I keep stumbling across and finding myself in awe of work by potter Bryan Newman. A graduate of Harrow School of Art, Newman became well-known in the 1960s for his sculptural pots of townscapes and bridges, but I’m more interested in his making process than his illustrative, popular work. I’m fascinated by the way he has perfected assembling pieces that have been thrown on the wheel into whimsical sculptures. I first remember coming across his work in the V&A when we visited in our first week at CSAD last year but didn’t realise at the time how much the piece I saw there would have an impact on me. When looking for inspiration for my centrepiece  the sculpture above was a catalyst for my idea development.
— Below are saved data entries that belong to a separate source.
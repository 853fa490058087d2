use std::sync::{Arc, Mutex};

use sysinfo::{Process, ProcessesToUpdate, System};

use crate::error::KillError;

/// Forceful process termination.
///
/// Finding nothing to terminate is not an error; the result is how many processes were actually
/// signalled.
pub trait ProcessKiller: Send + Sync {
    /// Terminates every process whose executable name matches, ignoring case and a missing
    /// `.exe` suffix. The calling process is never terminated.
    fn terminate_by_name(&self, executable_name: &str) -> Result<usize, KillError>;
}

/// Compares a process table name with a requested executable name.
pub fn matches_executable_name(process_name: &str, requested: &str) -> bool {
    fn stem(name: &str) -> &str {
        let len = name.len();
        if len > 4 && name.is_char_boundary(len - 4) && name[len - 4..].eq_ignore_ascii_case(".exe") {
            &name[..len - 4]
        } else {
            name
        }
    }
    stem(process_name).eq_ignore_ascii_case(stem(requested))
}

#[derive(Debug, Clone, Copy, Default)]
pub struct SysinfoProcessKiller;

impl SysinfoProcessKiller {
    fn snapshot() -> System {
        let mut system = System::new();
        system.refresh_processes(ProcessesToUpdate::All, true);
        system
    }

    fn kill(process: &Process) -> Result<(), KillError> {
        if process.kill() {
            tracing::info!(
                "Terminated {} (pid {})",
                process.name().to_string_lossy(),
                process.pid()
            );
            Ok(())
        } else {
            Err(KillError::RefusedToTerminate {
                name: process.name().to_string_lossy().into_owned(),
                pid: process.pid().as_u32(),
            })
        }
    }
}

impl ProcessKiller for SysinfoProcessKiller {
    fn terminate_by_name(&self, executable_name: &str) -> Result<usize, KillError> {
        let system = Self::snapshot();
        let own_pid = std::process::id();

        let mut terminated = 0;
        let mut first_error = None;
        for process in system.processes().values().filter(|p| {
            p.pid().as_u32() != own_pid
                && matches_executable_name(&p.name().to_string_lossy(), executable_name)
        }) {
            match Self::kill(process) {
                Ok(()) => terminated += 1,
                Err(e) => {
                    tracing::warn!("{}", e);
                    first_error.get_or_insert(e);
                }
            }
        }

        match first_error {
            Some(e) if terminated == 0 => Err(e),
            _ => Ok(terminated),
        }
    }
}

/// Mock killer recording every request.
#[derive(Clone, Default)]
pub struct MockProcessKiller {
    terminated_names: Arc<Mutex<Vec<String>>>,
    refusing: Arc<Mutex<Vec<String>>>,
}

impl MockProcessKiller {
    pub fn new() -> Self {
        Self::default()
    }

    /// Makes termination of the given executable fail.
    pub fn refuse(&self, executable_name: impl Into<String>) {
        self.refusing.lock().unwrap().push(executable_name.into());
    }

    /// Names passed to `terminate_by_name`, in call order.
    pub fn terminated_names(&self) -> Vec<String> {
        self.terminated_names.lock().unwrap().clone()
    }
}

impl ProcessKiller for MockProcessKiller {
    fn terminate_by_name(&self, executable_name: &str) -> Result<usize, KillError> {
        self.terminated_names
            .lock()
            .unwrap()
            .push(executable_name.to_string());

        if self
            .refusing
            .lock()
            .unwrap()
            .iter()
            .any(|name| matches_executable_name(name, executable_name))
        {
            return Err(KillError::RefusedToTerminate {
                name: executable_name.to_string(),
                pid: 0,
            });
        }
        Ok(1)
    }
}
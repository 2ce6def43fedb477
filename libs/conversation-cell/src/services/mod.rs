pub mod engine;
pub mod extraction;
pub mod replies;
pub mod signals;
pub mod state;

pub use engine::ConversationEngine;
pub use extraction::ExtractionService;
pub use replies::ReplyRenderer;
pub use state::ConversationStore;
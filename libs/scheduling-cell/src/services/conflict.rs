use chrono::{DateTime, Duration, Utc};
use tracing::warn;
use uuid::Uuid;

use shared_config::SchedulingConfig;
use shared_models::{Appointment, Conflict, ConflictKind, ConflictReport};

/// Pure overlap testing against existing appointments, with the mandatory
/// sanitation buffer appended to every interval's effective end. The same
/// detector runs for ordinary booking and for triage bumping.
#[derive(Debug, Clone)]
pub struct ConflictDetector {
    buffer_minutes: i64,
}

impl ConflictDetector {
    pub fn new(config: &SchedulingConfig) -> Self {
        Self {
            buffer_minutes: config.buffer_minutes,
        }
    }

    /// Half-open overlap with buffered ends: [s1, e1 + buffer) intersects
    /// [s2, e2 + buffer). Using half-open semantics on both sides keeps exact
    /// boundaries (end == other start, buffer included) conflict-free.
    pub fn overlaps(
        &self,
        start_a: DateTime<Utc>,
        end_a: DateTime<Utc>,
        start_b: DateTime<Utc>,
        end_b: DateTime<Utc>,
    ) -> bool {
        let buffer = Duration::minutes(self.buffer_minutes);
        start_a < end_b + buffer && start_b < end_a + buffer
    }

    /// Checks a candidate interval against the supplied non-cancelled
    /// appointments for the practitioner and the patient. An empty report
    /// means bookable.
    pub fn detect(
        &self,
        practitioner_id: Uuid,
        patient_id: Uuid,
        start: DateTime<Utc>,
        end: DateTime<Utc>,
        existing: &[Appointment],
        exclude_appointment_id: Option<Uuid>,
    ) -> ConflictReport {
        let mut report = ConflictReport::default();

        for appointment in existing {
            if Some(appointment.id) == exclude_appointment_id {
                continue;
            }
            if !appointment.is_active() {
                continue;
            }
            if !self.overlaps(start, end, appointment.start_time, appointment.end_time) {
                continue;
            }

            let kind = if appointment.practitioner_id == practitioner_id {
                ConflictKind::PractitionerDoubleBooked
            } else if appointment.patient_id == patient_id {
                ConflictKind::PatientDoubleBooked
            } else {
                continue;
            };

            let reason = format!(
                "{}: existing {} from {} to {} (plus {} minute buffer)",
                kind,
                appointment.procedure,
                appointment.start_time.format("%Y-%m-%d %H:%M"),
                appointment.end_time.format("%H:%M"),
                self.buffer_minutes
            );
            report.conflicts.push(Conflict {
                appointment: appointment.clone(),
                kind,
                reason,
            });
        }

        if report.has_conflict() {
            warn!(
                "Conflict detected for practitioner {} at {}: {} overlapping appointment(s)",
                practitioner_id,
                start,
                report.conflicts.len()
            );
        }
        report
    }
}
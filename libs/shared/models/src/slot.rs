use chrono::{DateTime, Utc};
use serde::{Deserialize, Serialize};
use uuid::Uuid;

/// A candidate or booked interval for one practitioner. The interval length
/// always equals the requested procedure duration.
#[derive(Debug, Clone, Serialize, Deserialize, PartialEq, Eq)]
pub struct Slot {
    pub start_time: DateTime<Utc>,
    pub end_time: DateTime<Utc>,
    pub practitioner_id: Uuid,
    pub available: bool,
}

impl Slot {
    pub fn duration_minutes(&self) -> i64 {
        (self.end_time - self.start_time).num_minutes()
    }
}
There’s something almost mathematical about the way his constructs are made up of mainly circles, cylinders, perimeters, circumferences, funnels and curves. They link in with the article I found in the archive about the ’roundness of things’ and have got me thinking about the symbolism of circles and what they represent. Working on the potter’s wheel you can’t escape that circular spinning motion and even working with clay itself is an endlessly repeating cycle of making, drying, firing, making etc. In my essay before summer I wrote about the philosophy of balance and it’s relation to Japanese ceramics in particular. What more fitting symbol of balance is there than the circle of yin and yang?

I really enjoyed the process of constructing with thrown forms for the L4 centrepiece project and inspired by Newman’s work I want to continue to develop this during the coming year. The quick production of thrown forms and the slow, patient and careful process of joining them together afterwards means two very different sets of pace of working are involved.